Collected data entries:
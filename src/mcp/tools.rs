//! MCP tool handlers.
//!
//! 1. `magi_consensus` - Query several providers and reduce to one answer
//! 2. `magi_compare` - Query several providers and return every answer
//! 3. `magi_status` - Provider configuration, optionally with a live probe
//! 4. `magi_usage` - Daily quota usage and request metrics

use std::sync::Arc;

use serde::{Deserialize, Serialize};
use serde_json::{json, Value};

use crate::consensus::ConsensusCoordinator;
use crate::hooks::MetricsHook;
use crate::types::config::Config;
use crate::types::requests::{ConsensusRequest, ProviderKind};
use crate::{MagiError, MagiResult};

use super::protocol::{ToolDescription, ToolResult};

/// Arguments of `magi_status`.
#[derive(Debug, Clone, Default, Serialize, Deserialize)]
pub struct StatusParams {
    /// Send a probe prompt to each provider.
    #[serde(default)]
    pub ping: bool,

    /// Providers to probe; defaults to the enabled set.
    #[serde(default)]
    pub providers: Vec<String>,
}

/// Handler for MAGI tools.
pub struct ToolHandler {
    coordinator: ConsensusCoordinator,
    metrics: Arc<MetricsHook>,
}

impl ToolHandler {
    /// Builds the handler from configuration, reading credentials from the
    /// environment.
    pub fn new(config: &Config) -> MagiResult<Self> {
        Ok(Self::with_coordinator(ConsensusCoordinator::from_config(config)?))
    }

    /// Wraps an existing coordinator and attaches a metrics hook to it.
    pub fn with_coordinator(mut coordinator: ConsensusCoordinator) -> Self {
        let metrics = Arc::new(MetricsHook::new());
        coordinator.hooks_mut().register(metrics.clone());
        Self {
            coordinator,
            metrics,
        }
    }

    pub fn coordinator(&self) -> &ConsensusCoordinator {
        &self.coordinator
    }

    /// Every tool served.
    pub fn list_tools() -> Vec<ToolDescription> {
        vec![
            ToolDescription::new(
                "magi_consensus",
                "Ask several LLM providers the same question and return one answer chosen by majority vote, with a judge model breaking ties.",
                query_schema(),
            ),
            ToolDescription::new(
                "magi_compare",
                "Ask several LLM providers the same question and return every provider's answer side by side.",
                query_schema(),
            ),
            ToolDescription::new(
                "magi_status",
                "Show which providers are enabled and configured. Set ping to send a tiny probe prompt to each.",
                json!({
                    "type": "object",
                    "properties": {
                        "ping": {
                            "type": "boolean",
                            "description": "Send a probe prompt to each provider"
                        },
                        "providers": {
                            "type": "array",
                            "items": { "type": "string", "enum": provider_names() },
                            "description": "Providers to probe (default: enabled providers)"
                        }
                    }
                }),
            ),
            ToolDescription::new(
                "magi_usage",
                "Show today's per-provider usage against the configured daily limits, plus request counters.",
                json!({
                    "type": "object",
                    "properties": {}
                }),
            ),
        ]
    }

    /// Runs a tool by name.
    pub async fn handle_tool_call(&self, name: &str, arguments: Value) -> ToolResult {
        tracing::info!(tool = name, "Processing tool call");

        match name {
            "magi_consensus" => self.handle_consensus(arguments).await,
            "magi_compare" => self.handle_compare(arguments).await,
            "magi_status" => self.handle_status(arguments).await,
            "magi_usage" => self.handle_usage(),
            _ => ToolResult::error(format!("Unknown tool: {}", name)),
        }
    }

    // ═══════════════════════════════════════════════════════════════════════
    // Handlers
    // ═══════════════════════════════════════════════════════════════════════

    async fn handle_consensus(&self, arguments: Value) -> ToolResult {
        let request = match parse_request(arguments) {
            Ok(request) => request,
            Err(result) => return result,
        };

        match self.coordinator.run(&request).await {
            Ok(response) => to_success(&response),
            Err(e) => error_result(&e),
        }
    }

    async fn handle_compare(&self, arguments: Value) -> ToolResult {
        let request = match parse_request(arguments) {
            Ok(request) => request,
            Err(result) => return result,
        };

        match self.coordinator.compare(&request).await {
            Ok(response) => to_success(&response),
            Err(e) => error_result(&e),
        }
    }

    async fn handle_status(&self, arguments: Value) -> ToolResult {
        let params: StatusParams = if arguments.is_null() {
            StatusParams::default()
        } else {
            match serde_json::from_value(arguments) {
                Ok(p) => p,
                Err(e) => return ToolResult::error(format!("Invalid parameters: {}", e)),
            }
        };

        let judge = self.coordinator.judge();
        let mut response = json!({
            "providers": self.coordinator.status(),
            "judge": {
                "provider": judge.provider(),
                "model": judge.model(),
            },
            "voter": self.coordinator.voter().name(),
        });

        if params.ping {
            let targets = match ProviderKind::parse_list(&params.providers) {
                Ok(targets) => targets,
                Err(e) => return error_result(&e),
            };
            let pings = self.coordinator.ping(&targets).await;
            response["ping"] = serde_json::to_value(pings).unwrap_or(Value::Null);
        }

        ToolResult::success_json(&response)
    }

    fn handle_usage(&self) -> ToolResult {
        let response = json!({
            "quota": self.coordinator.usage(),
            "metrics": self.metrics.metrics(),
        });
        ToolResult::success_json(&response)
    }
}

fn provider_names() -> Vec<&'static str> {
    ProviderKind::ALL.iter().map(|p| p.name()).collect()
}

fn query_schema() -> Value {
    json!({
        "type": "object",
        "properties": {
            "prompt": {
                "type": "string",
                "description": "The question to ask"
            },
            "system": {
                "type": "string",
                "description": "Optional system instruction sent to every provider"
            },
            "providers": {
                "type": "array",
                "items": { "type": "string", "enum": provider_names() },
                "description": "Providers to query (default: every enabled provider)"
            },
            "models": {
                "type": "object",
                "additionalProperties": { "type": "string" },
                "description": "Per-provider model overrides, e.g. {\"openai\": \"gpt-4o\"}"
            },
            "temperature": {
                "type": "number",
                "minimum": 0,
                "description": "Sampling temperature (default 0.2)"
            },
            "timeout_ms": {
                "type": "integer",
                "minimum": 1,
                "description": "Per-provider timeout in milliseconds (default 30000)"
            },
            "max_tokens": {
                "type": "integer",
                "minimum": 1,
                "description": "Output token cap"
            }
        },
        "required": ["prompt"]
    })
}

fn parse_request(arguments: Value) -> Result<ConsensusRequest, ToolResult> {
    serde_json::from_value(arguments).map_err(|e| {
        error_result(&MagiError::invalid_request(format!("Invalid parameters: {}", e)))
    })
}

fn to_success<T: Serialize>(value: &T) -> ToolResult {
    match serde_json::to_value(value) {
        Ok(value) => ToolResult::success_json(&value),
        Err(e) => ToolResult::error(format!("Failed to serialize response: {}", e)),
    }
}

/// Error body: message, status class and any provider results.
fn error_result(error: &MagiError) -> ToolResult {
    let mut body = json!({
        "error": error.to_string(),
        "status": error.status_code(),
    });
    if let Some(results) = error.results() {
        body["results"] = serde_json::to_value(results).unwrap_or(Value::Null);
    }
    ToolResult::error_json(&body)
}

Task statement
Find the string "ConsensusRequest" in the data. Report each line it appears in.

Written answer
use crate::types::requests::{ConsensusRequest, ProviderKind};
fn parse_request(arguments: Value) -> Result<ConsensusRequest, ToolResult> {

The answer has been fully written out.